## What to do:
The expected output is the first line of the data below and every line after it, up to and including the line containing "pub struct SignalRequest", each reproduced exactly.

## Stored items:

▬▬▬▬▬▬▬▬▬▬

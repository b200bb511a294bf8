//! Signal Dispatch Port (Driven Port)
//!
//! Hands a VWAP touch to an independent execution context. Dispatch returns
//! immediately; the result comes back later as a [`DispatchOutcome`].

use std::time::Duration;

use serde::{Deserialize, Serialize};

use super::OptionChainError;
use crate::domain::signal::{DispatchId, SignalReport};

/// Market context captured when the touch fired.
#[derive(Debug, Clone, Copy, PartialEq, Serialize, Deserialize)]
pub struct SignalRequest {
    /// Dispatch identifier.
    pub id: DispatchId,
    /// Price at the touch.
    pub price: f64,
    /// VWAP at the touch.
    pub vwap: f64,
    /// Tick timestamp, epoch seconds.
    pub timestamp: i64,
}

/// Signal lookup failure.
#[derive(Debug, Clone, PartialEq, Eq, thiserror::Error)]
pub enum DispatchFailure {
    /// Option chain could not be fetched.
    #[error(transparent)]
    OptionChain(#[from] OptionChainError),

    /// The whole lookup exceeded its deadline.
    #[error("signal lookup timed out after {0:?}")]
    Timeout(Duration),
}

impl DispatchFailure {
    /// Short label for metrics.
    #[must_use]
    pub const fn kind(&self) -> &'static str {
        match self {
            Self::OptionChain(err) => err.kind(),
            Self::Timeout(_) => "deadline",
        }
    }
}

/// Completion of a dispatched signal lookup.
#[derive(Debug, Clone, PartialEq)]
pub struct DispatchOutcome {
    /// Dispatch this outcome belongs to.
    pub id: DispatchId,
    /// Report or failure.
    pub result: Result<SignalReport, DispatchFailure>,
    /// Time spent in the lookup.
    pub elapsed: Duration,
}

/// Port for dispatching signal lookups.
pub trait SignalDispatchPort: Send + Sync {
    /// Start a lookup. Must not block the caller.
    fn dispatch(&self, request: SignalRequest);
}
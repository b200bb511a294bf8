//! Application Layer - Use cases and port definitions.
//!
//! This layer wires the domain aggregators into the ingestion path and
//! defines the ports through which signal lookups and events leave it.

/// Port interfaces for external systems (option chains, dispatch, events).
pub mod ports;

/// Tick pipeline and stream engine.
pub mod services;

▬▬▬▬▬▬▬▬▬▬

## Written reply:
repository b200bb511a294bf8
//! Signal Dispatch Port (Driven Port)
//!
//! Hands a VWAP touch to an independent execution context. Dispatch returns
//! immediately; the result comes back later as a [`DispatchOutcome`].

use std::time::Duration;

use serde::{Deserialize, Serialize};

use super::OptionChainError;
use crate::domain::signal::{DispatchId, SignalReport};

/// Market context captured when the touch fired.
#[derive(Debug, Clone, Copy, PartialEq, Serialize, Deserialize)]
pub struct SignalRequest {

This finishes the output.